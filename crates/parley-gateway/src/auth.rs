use async_trait::async_trait;
use jsonwebtoken::errors::ErrorKind;
use jsonwebtoken::{DecodingKey, Validation, decode};

use parley_types::api::Claims;
use parley_types::models::Identity;

use crate::error::AuthError;

/// Turns a client credential into a verified identity.
#[async_trait]
pub trait IdentityVerifier: Send + Sync + 'static {
    async fn verify(&self, credential: &str) -> Result<Identity, AuthError>;
}

/// Verifies HS256 tokens signed with a shared secret.
pub struct JwtVerifier {
    key: DecodingKey,
    validation: Validation,
}

impl JwtVerifier {
    pub fn new(secret: &str) -> Self {
        Self {
            key: DecodingKey::from_secret(secret.as_bytes()),
            validation: Validation::default(),
        }
    }
}

#[async_trait]
impl IdentityVerifier for JwtVerifier {
    async fn verify(&self, credential: &str) -> Result<Identity, AuthError> {
        let token = credential.trim();
        if token.is_empty() {
            return Err(AuthError::Missing);
        }

        let data = decode::<Claims>(token, &self.key, &self.validation).map_err(|e| match e.kind() {
            ErrorKind::ExpiredSignature => AuthError::Expired,
            _ => AuthError::Invalid,
        })?;

        Ok(Identity::new(data.claims.sub, data.claims.username))
    }
}
use rusqlite::Connection;
use tracing::info;

use crate::Result;

pub fn run(conn: &Connection) -> Result<()> {
    conn.execute_batch(
        "
        CREATE TABLE IF NOT EXISTS conversations (
            id              TEXT PRIMARY KEY,
            kind            TEXT NOT NULL CHECK (kind IN ('direct', 'group')),
            name            TEXT,
            owner_id        TEXT,
            -- sorted participant pair for direct conversations, NULL for groups
            direct_key      TEXT UNIQUE,
            last_preview    TEXT,
            last_sender_id  TEXT,
            last_kind       TEXT,
            last_at         TEXT,
            created_at      TEXT NOT NULL
        );

        CREATE TABLE IF NOT EXISTS conversation_participants (
            conversation_id TEXT NOT NULL REFERENCES conversations(id),
            user_id         TEXT NOT NULL,
            joined_at       TEXT NOT NULL,
            PRIMARY KEY (conversation_id, user_id)
        );

        CREATE INDEX IF NOT EXISTS idx_participants_user
            ON conversation_participants(user_id);

        CREATE TABLE IF NOT EXISTS messages (
            id              TEXT PRIMARY KEY,
            conversation_id TEXT NOT NULL REFERENCES conversations(id),
            sender_id       TEXT NOT NULL,
            kind            TEXT NOT NULL,
            body            TEXT,
            attachment      TEXT,
            status          INTEGER NOT NULL DEFAULT 0,
            seq             INTEGER NOT NULL,
            created_at      TEXT NOT NULL,
            UNIQUE(conversation_id, seq)
        );

        CREATE INDEX IF NOT EXISTS idx_messages_conversation
            ON messages(conversation_id, created_at);

        CREATE TABLE IF NOT EXISTS message_reads (
            message_id  TEXT NOT NULL REFERENCES messages(id),
            user_id     TEXT NOT NULL,
            read_at     TEXT NOT NULL,
            UNIQUE(message_id, user_id)
        );

        CREATE INDEX IF NOT EXISTS idx_reads_message
            ON message_reads(message_id);
        ",
    )?;

    info!("Database migrations complete");
    Ok(())
}
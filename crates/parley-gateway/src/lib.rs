//! Real-time routing core: who is online, which connections are in which
//! rooms, and how a message gets from one connection to the others.

pub mod auth;
pub mod config;
pub mod connection;
pub mod dispatcher;
pub mod error;
pub mod lifecycle;
pub mod presence;
pub mod rooms;
pub mod router;
pub mod store;

pub use auth::{IdentityVerifier, JwtVerifier};
pub use config::GatewayConfig;
pub use error::{AuthError, GatewayError, StoreError};
pub use lifecycle::{ConnectionHandle, Gateway};
pub use store::{DurableStore, SqliteStore};
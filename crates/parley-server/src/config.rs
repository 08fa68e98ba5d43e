//! Server configuration loaded from environment variables.
//!
//! Everything but the JWT secret has a development default.

use std::net::SocketAddr;
use std::path::PathBuf;
use std::time::Duration;

use anyhow::{Context, bail};

use parley_gateway::GatewayConfig;

/// Secrets that ship in sample `.env` files and must never reach production.
const PLACEHOLDER_SECRETS: &[&str] = &["", "changeme", "change-me", "secret", "dev-secret-change-me"];

#[derive(Debug, Clone)]
pub struct ServerConfig {
    /// Env: `PARLEY_HOST`, `PARLEY_PORT`
    /// Default: `0.0.0.0:3000`
    pub addr: SocketAddr,

    /// Env: `PARLEY_DB_PATH`
    /// Default: `parley.db`
    pub db_path: PathBuf,

    /// HS256 key for client tokens.
    /// Env: `PARLEY_JWT_SECRET` (required)
    pub jwt_secret: String,

    pub gateway: GatewayConfig,
}

impl ServerConfig {
    pub fn from_env() -> anyhow::Result<Self> {
        Self::from_lookup(|key| std::env::var(key).ok())
    }

    fn from_lookup(lookup: impl Fn(&str) -> Option<String>) -> anyhow::Result<Self> {
        let host = lookup("PARLEY_HOST").unwrap_or_else(|| "0.0.0.0".into());
        let port: u16 = parse_or("PARLEY_PORT", &lookup, 3000)?;
        let addr: SocketAddr = format!("{}:{}", host, port)
            .parse()
            .with_context(|| format!("invalid listen address {}:{}", host, port))?;

        let db_path = PathBuf::from(lookup("PARLEY_DB_PATH").unwrap_or_else(|| "parley.db".into()));

        let jwt_secret = lookup("PARLEY_JWT_SECRET").context("PARLEY_JWT_SECRET must be set")?;
        if PLACEHOLDER_SECRETS.contains(&jwt_secret.trim()) {
            bail!("PARLEY_JWT_SECRET is a placeholder value, set a real secret");
        }

        let defaults = GatewayConfig::default();
        let gateway = GatewayConfig {
            handshake_timeout: Duration::from_secs(parse_or(
                "PARLEY_HANDSHAKE_TIMEOUT_SECS",
                &lookup,
                defaults.handshake_timeout.as_secs(),
            )?),
            outbound_capacity: parse_or("PARLEY_OUTBOUND_CAPACITY", &lookup, defaults.outbound_capacity)?,
            heartbeat_interval: Duration::from_secs(parse_or(
                "PARLEY_HEARTBEAT_SECS",
                &lookup,
                defaults.heartbeat_interval.as_secs(),
            )?),
            history_page_max: parse_or("PARLEY_HISTORY_PAGE_MAX", &lookup, defaults.history_page_max)?,
            ..defaults
        };
        if gateway.outbound_capacity == 0 {
            bail!("PARLEY_OUTBOUND_CAPACITY must be at least 1");
        }

        Ok(Self {
            addr,
            db_path,
            jwt_secret,
            gateway,
        })
    }
}

fn parse_or<T>(key: &str, lookup: &impl Fn(&str) -> Option<String>, default: T) -> anyhow::Result<T>
where
    T: std::str::FromStr,
    T::Err: std::error::Error + Send + Sync + 'static,
{
    match lookup(key) {
        Some(raw) => raw
            .trim()
            .parse()
            .with_context(|| format!("invalid {}: {:?}", key, raw)),
        None => Ok(default),
    }
}
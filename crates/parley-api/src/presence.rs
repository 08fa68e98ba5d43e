use axum::{Extension, Json, extract::State};

use parley_types::api::OnlineUser;
use parley_types::models::Identity;

use crate::state::AppState;

/// Who is online right now, longest-connected first.
pub async fn online_users(
    State(state): State<AppState>,
    Extension(_identity): Extension<Identity>,
) -> Json<Vec<OnlineUser>> {
    let mut users = state.gateway.online_users().await;
    users.sort_by_key(|u| u.since);
    Json(users)
}
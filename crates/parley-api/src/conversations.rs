use axum::{
    Extension, Json,
    extract::{Path, Query, State},
    http::StatusCode,
    response::IntoResponse,
};
use tracing::info;
use uuid::Uuid;

use parley_types::api::{AddMemberRequest, CreateGroupRequest, HistoryQuery, MembershipResponse};
use parley_types::models::{Conversation, Identity, Message};

use crate::error::ApiError;
use crate::state::AppState;

pub async fn create_group(
    State(state): State<AppState>,
    Extension(identity): Extension<Identity>,
    Json(req): Json<CreateGroupRequest>,
) -> Result<impl IntoResponse, ApiError> {
    let conversation = state
        .gateway
        .router()
        .create_group(&identity, &req.name, req.participants)
        .await?;
    Ok((StatusCode::CREATED, Json(conversation)))
}

/// The caller's conversations, most recently active first.
pub async fn list_conversations(
    State(state): State<AppState>,
    Extension(identity): Extension<Identity>,
) -> Result<Json<Vec<Conversation>>, ApiError> {
    Ok(Json(state.gateway.router().conversations(&identity).await?))
}

/// A page of history, newest first. Pass the `created_at` of the oldest
/// message seen as `before` to page further back.
pub async fn get_history(
    State(state): State<AppState>,
    Path(conversation_id): Path<Uuid>,
    Query(query): Query<HistoryQuery>,
    Extension(identity): Extension<Identity>,
) -> Result<Json<Vec<Message>>, ApiError> {
    let messages = state
        .gateway
        .router()
        .history(&identity, conversation_id, query.before, query.limit)
        .await?;
    Ok(Json(messages))
}

pub async fn add_member(
    State(state): State<AppState>,
    Path(conversation_id): Path<Uuid>,
    Extension(identity): Extension<Identity>,
    Json(req): Json<AddMemberRequest>,
) -> Result<Json<MembershipResponse>, ApiError> {
    let changed = state
        .gateway
        .router()
        .add_member(&identity, conversation_id, req.user_id)
        .await?;
    if changed {
        info!("{} added {} to {}", identity.user_id, req.user_id, conversation_id);
    }
    Ok(Json(MembershipResponse {
        conversation_id,
        user_id: req.user_id,
        changed,
    }))
}

pub async fn remove_member(
    State(state): State<AppState>,
    Path((conversation_id, user_id)): Path<(Uuid, Uuid)>,
    Extension(identity): Extension<Identity>,
) -> Result<Json<MembershipResponse>, ApiError> {
    let changed = state
        .gateway
        .router()
        .remove_member(&identity, conversation_id, user_id)
        .await?;
    if changed {
        info!("{} removed {} from {}", identity.user_id, user_id, conversation_id);
    }
    Ok(Json(MembershipResponse {
        conversation_id,
        user_id,
        changed,
    }))
}
use std::collections::HashMap;
use std::sync::Arc;

use chrono::{DateTime, Utc};
use tokio::sync::RwLock;
use uuid::Uuid;

use parley_types::api::OnlineUser;
use parley_types::models::{ConnectionId, Identity};

#[derive(Debug, Clone)]
struct PresenceEntry {
    identity: Identity,
    /// `None` once the identity went offline; the entry is kept for `last_seen`.
    connection: Option<ConnectionId>,
    online_since: DateTime<Utc>,
    last_seen: DateTime<Utc>,
}

/// Authoritative map of online identities to their single live connection.
/// All mutation goes through `register` / `unregister`.
#[derive(Clone, Default)]
pub struct PresenceRegistry {
    entries: Arc<RwLock<HashMap<Uuid, PresenceEntry>>>,
}

impl PresenceRegistry {
    pub fn new() -> Self {
        Self::default()
    }

    /// Record `identity` as online on `conn_id`. Returns the connection it
    /// replaced, if the identity was already online elsewhere.
    pub async fn register(&self, identity: &Identity, conn_id: ConnectionId) -> Option<ConnectionId> {
        let now = Utc::now();
        let previous = self.entries.write().await.insert(
            identity.user_id,
            PresenceEntry {
                identity: identity.clone(),
                connection: Some(conn_id),
                online_since: now,
                last_seen: now,
            },
        );
        previous
            .and_then(|entry| entry.connection)
            .filter(|prev| *prev != conn_id)
    }

    /// Mark the identity offline, but only if `conn_id` is still the one on
    /// record. A stale disconnect after a reconnect leaves the newer
    /// connection in place. Returns whether anything changed.
    pub async fn unregister(&self, user_id: Uuid, conn_id: ConnectionId) -> bool {
        let mut entries = self.entries.write().await;
        match entries.get_mut(&user_id) {
            Some(entry) if entry.connection == Some(conn_id) => {
                entry.connection = None;
                entry.last_seen = Utc::now();
                true
            }
            _ => false,
        }
    }

    pub async fn lookup(&self, user_id: Uuid) -> Option<ConnectionId> {
        self.entries
            .read()
            .await
            .get(&user_id)
            .and_then(|entry| entry.connection)
    }

    /// Everyone currently online.
    pub async fn snapshot(&self) -> Vec<Identity> {
        self.entries
            .read()
            .await
            .values()
            .filter(|entry| entry.connection.is_some())
            .map(|entry| entry.identity.clone())
            .collect()
    }

    pub async fn online_users(&self) -> Vec<OnlineUser> {
        self.entries
            .read()
            .await
            .values()
            .filter(|entry| entry.connection.is_some())
            .map(|entry| OnlineUser {
                user_id: entry.identity.user_id,
                username: entry.identity.username.clone(),
                since: entry.online_since,
            })
            .collect()
    }

    /// When the identity last connected or disconnected.
    pub async fn last_seen(&self, user_id: Uuid) -> Option<DateTime<Utc>> {
        self.entries.read().await.get(&user_id).map(|entry| entry.last_seen)
    }
}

----

[What you should do] Select all lines in the listing that include the word "first".

[Exercise response]
/// Who is online right now, longest-connected first.
/// The caller's conversations, most recently active first.
/// A page of history, newest first. Pass the `created_at` of the oldest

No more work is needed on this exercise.